WHAT YOU HAVE TO DO
Reproduce exactly the lines from the top of the records below through the line holding "then renamed over".

Entries taken from a collection

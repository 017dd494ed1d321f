//! JSON persistence for the knowledge base, the filtered audit, the
//! fetch-state cursors and the account-name cache.
//!
//! All four files are read wholesale at run start and rewritten wholesale
//! at run end. Writes go to a sibling `*.tmp` file which is then renamed over
//! the target, so a crashed run never leaves a half-written knowledge base.
//!
//! Reads are lenient: a missing file is empty, and a file that is not a JSON
//! array is logged and treated as empty so a corrupted store can be rebuilt
//! by the next run. Only I/O errors on read and any error on write are
//! returned.

use std::collections::BTreeMap;
use std::io::ErrorKind;
use std::path::{Path, PathBuf};

use serde::Serialize;
use serde_json::Value;
use tracing::{debug, warn};

use crate::config::StoreConfig;
use crate::cursor::FetchState;
use crate::error::PersistenceError;
use crate::models::{FilteredArticle, KnowledgeRecord};

/// File locations of one knowledge base.
#[derive(Debug, Clone)]
pub struct KnowledgeStore {
    knowledge_base: PathBuf,
    filtered: PathBuf,
    fetch_state: PathBuf,
    accounts: PathBuf,
}

impl KnowledgeStore {
    pub fn new(config: &StoreConfig) -> Self {
        Self {
            knowledge_base: config.knowledge_base.clone(),
            filtered: config.filtered.clone(),
            fetch_state: config.fetch_state.clone(),
            accounts: config.accounts.clone(),
        }
    }

    pub fn knowledge_base_path(&self) -> &Path {
        &self.knowledge_base
    }

    pub fn filtered_path(&self) -> &Path {
        &self.filtered
    }

    pub fn fetch_state_path(&self) -> &Path {
        &self.fetch_state
    }

    pub fn accounts_path(&self) -> &Path {
        &self.accounts
    }

    /// Load every stored record. Elements that are not objects are skipped.
    pub fn load_records(&self) -> Result<Vec<KnowledgeRecord>, PersistenceError> {
        let Some(items) = read_array(&self.knowledge_base)? else {
            return Ok(Vec::new());
        };

        let total = items.len();
        let records: Vec<KnowledgeRecord> = items
            .into_iter()
            .enumerate()
            .filter_map(|(index, item)| match item {
                Value::Object(map) => match KnowledgeRecord::try_from(map) {
                    Ok(record) => Some(record),
                    Err(e) => {
                        warn!(path = %self.knowledge_base.display(), index, error = %e, "skipping unreadable knowledge base entry");
                        None
                    }
                },
                other => {
                    warn!(path = %self.knowledge_base.display(), index, kind = %kind(&other), "skipping malformed knowledge base entry");
                    None
                }
            })
            .collect();

        debug!(path = %self.knowledge_base.display(), loaded = records.len(), total, "knowledge base loaded");
        Ok(records)
    }

    pub fn save_records(&self, records: &[KnowledgeRecord]) -> Result<(), PersistenceError> {
        write_json(&self.knowledge_base, records)
    }

    /// Load the filtered audit from the last run. Unparseable entries are
    /// skipped.
    pub fn load_filtered(&self) -> Result<Vec<FilteredArticle>, PersistenceError> {
        let Some(items) = read_array(&self.filtered)? else {
            return Ok(Vec::new());
        };
        Ok(items
            .into_iter()
            .filter_map(|item| serde_json::from_value(item).ok())
            .collect())
    }

    /// Rewrite the filtered audit, or remove it when nothing was filtered.
    pub fn save_filtered(&self, filtered: &[FilteredArticle]) -> Result<(), PersistenceError> {
        if !filtered.is_empty() {
            return write_json(&self.filtered, filtered);
        }
        match std::fs::remove_file(&self.filtered) {
            Ok(()) => Ok(()),
            Err(e) if e.kind() == ErrorKind::NotFound => Ok(()),
            Err(source) => Err(PersistenceError::Write {
                path: self.filtered.clone(),
                source,
            }),
        }
    }

    pub fn load_fetch_state(&self) -> Result<FetchState, PersistenceError> {
        let Some(text) = read_text(&self.fetch_state)? else {
            return Ok(FetchState::default());
        };
        Ok(serde_json::from_str(&text).unwrap_or_else(|e| {
            warn!(path = %self.fetch_state.display(), error = %e, "fetch state unreadable, starting without cursors");
            FetchState::default()
        }))
    }

    pub fn save_fetch_state(&self, state: &FetchState) -> Result<(), PersistenceError> {
        write_json(&self.fetch_state, state)
    }

    /// Link to account name. An unreadable file loads as empty.
    pub fn load_accounts(&self) -> Result<BTreeMap<String, String>, PersistenceError> {
        let Some(text) = read_text(&self.accounts)? else {
            return Ok(BTreeMap::new());
        };
        Ok(serde_json::from_str(&text).unwrap_or_else(|e| {
            warn!(path = %self.accounts.display(), error = %e, "account cache unreadable, starting empty");
            BTreeMap::new()
        }))
    }

    pub fn save_accounts(&self, accounts: &BTreeMap<String, String>) -> Result<(), PersistenceError> {
        write_json(&self.accounts, accounts)
    }
}

fn read_text(path: &Path) -> Result<Option<String>, PersistenceError> {
    match std::fs::read(path) {
        Ok(bytes) => Ok(Some(String::from_utf8_lossy(&bytes).into_owned())),
        Err(e) if e.kind() == ErrorKind::NotFound => Ok(None),
        Err(source) => Err(PersistenceError::Read {
            path: path.to_path_buf(),
            source,
        }),
    }
}

/// The file's top-level array, or `None` when the file is missing, blank or
/// not an array.
fn read_array(path: &Path) -> Result<Option<Vec<Value>>, PersistenceError> {
    let Some(text) = read_text(path)? else {
        return Ok(None);
    };
    if text.trim().is_empty() {
        return Ok(None);
    }
    match serde_json::from_str::<Value>(&text) {
        Ok(Value::Array(items)) => Ok(Some(items)),
        Ok(other) => {
            warn!(path = %path.display(), kind = %kind(&other), "store is not a JSON array, treating as empty");
            Ok(None)
        }
        Err(e) => {
            warn!(path = %path.display(), error = %e, "store is not valid JSON, treating as empty");
            Ok(None)
        }
    }
}

fn write_json<T: Serialize + ?Sized>(path: &Path, value: &T) -> Result<(), PersistenceError> {
    let write_err = |source| PersistenceError::Write {
        path: path.to_path_buf(),
        source,
    };

    let mut json = serde_json::to_string_pretty(value).map_err(|source| PersistenceError::Encode {
        path: path.to_path_buf(),
        source,
    })?;
    json.push('\n');

    if let Some(parent) = path.parent().filter(|p| !p.as_os_str().is_empty()) {
        std::fs::create_dir_all(parent).map_err(write_err)?;
    }

    let mut tmp = path.as_os_str().to_owned();
    tmp.push(".tmp");
    let tmp = PathBuf::from(tmp);

    std::fs::write(&tmp, json).map_err(write_err)?;
    std::fs::rename(&tmp, path).map_err(|source| {
        let _ = std::fs::remove_file(&tmp);
        write_err(source)
    })
}

fn kind(value: &Value) -> &'static str {
    match value {
        Value::Null => "null",
        Value::Bool(_) => "boolean",
        Value::Number(_) => "number",
        Value::String(_) => "string",
        Value::Array(_) => "array",
        Value::Object(_) => "object",
    }
}

#[cfg(test)]
mod tests {
    use super::*;
    use crate::models::{Article, DuplicateReason};
    use tempfile::TempDir;

    fn store(dir: &Path) -> KnowledgeStore {
        KnowledgeStore::new(&StoreConfig {
            knowledge_base: dir.join("data/kb.json"),
            filtered: dir.join("data/filtered.json"),
            fetch_state: dir.join("data/state.json"),
            accounts: dir.join("data/accounts.json"),
        })
    }

    #[test]
    fn missing_files_load_empty() {
        let tmp = TempDir::new().unwrap();
        let store = store(tmp.path());
        assert!(store.load_records().unwrap().is_empty());
        assert!(store.load_filtered().unwrap().is_empty());
        assert_eq!(store.load_fetch_state().unwrap(), FetchState::default());
        assert!(store.load_accounts().unwrap().is_empty());
    }

    #[test]
    fn records_survive_a_save_and_load() {
        let tmp = TempDir::new().unwrap();
        let store = store(tmp.path());
        let mut article = Article::new("feed:a", "Title", "Body");
        article
            .extra
            .insert("read_count".into(), Value::from(42));
        let records = vec![KnowledgeRecord::unenriched(article)];

        store.save_records(&records).unwrap();
        let loaded = store.load_records().unwrap();
        assert_eq!(loaded, records);
        assert!(!tmp.path().join("data/kb.json.tmp").exists());
    }

    #[test]
    fn malformed_store_is_treated_as_empty() {
        let tmp = TempDir::new().unwrap();
        let store = store(tmp.path());
        std::fs::create_dir_all(tmp.path().join("data")).unwrap();

        std::fs::write(store.knowledge_base_path(), "{ not json").unwrap();
        assert!(store.load_records().unwrap().is_empty());

        std::fs::write(store.knowledge_base_path(), r#"{"title": "object"}"#).unwrap();
        assert!(store.load_records().unwrap().is_empty());

        std::fs::write(
            store.knowledge_base_path(),
            r#"[{"title": "kept", "content": "c", "source": "s"}, 7, "text"]"#,
        )
        .unwrap();
        let loaded = store.load_records().unwrap();
        assert_eq!(loaded.len(), 1);
        assert_eq!(loaded[0].article.title, "kept");
    }

    #[test]
    fn empty_filtered_audit_removes_the_file() {
        let tmp = TempDir::new().unwrap();
        let store = store(tmp.path());
        let filtered = vec![FilteredArticle {
            article: Article::new("feed:a", "Empty", ""),
            filter_reason: DuplicateReason::EmptyContent,
            duplicate_of: None,
            filter_detail: None,
        }];

        store.save_filtered(&filtered).unwrap();
        assert!(store.filtered_path().exists());
        assert_eq!(store.load_filtered().unwrap().len(), 1);

        store.save_filtered(&[]).unwrap();
        assert!(!store.filtered_path().exists());
        store.save_filtered(&[]).unwrap();
    }

    #[test]
    fn fetch_state_round_trips() {
        let tmp = TempDir::new().unwrap();
        let store = store(tmp.path());
        let mut state = FetchState::default();
        let seen = chrono::NaiveDate::from_ymd_opt(2025, 3, 1)
            .unwrap()
            .and_hms_opt(8, 0, 0)
            .unwrap();
        state.advance("feed:a", seen);
        store.save_fetch_state(&state).unwrap();
        assert_eq!(store.load_fetch_state().unwrap(), state);
    }

    #[test]
    fn accounts_round_trip_and_tolerate_garbage() {
        let tmp = TempDir::new().unwrap();
        let store = store(tmp.path());
        let mut accounts = BTreeMap::new();
        accounts.insert("https://mp.weixin.qq.com/s/a".to_string(), "机器之心".to_string());
        store.save_accounts(&accounts).unwrap();
        assert_eq!(store.load_accounts().unwrap(), accounts);

        std::fs::write(store.accounts_path(), "[1, 2]").unwrap();
        assert!(store.load_accounts().unwrap().is_empty());
    }
}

ANSWER SPACE
repository 017dd494ed1d321f
//! JSON persistence for the knowledge base, the filtered audit, the
//! fetch-state cursors and the account-name cache.
//!
//! All four files are read wholesale at run start and rewritten wholesale
//! at run end. Writes go to a sibling `*.tmp` file which is then renamed over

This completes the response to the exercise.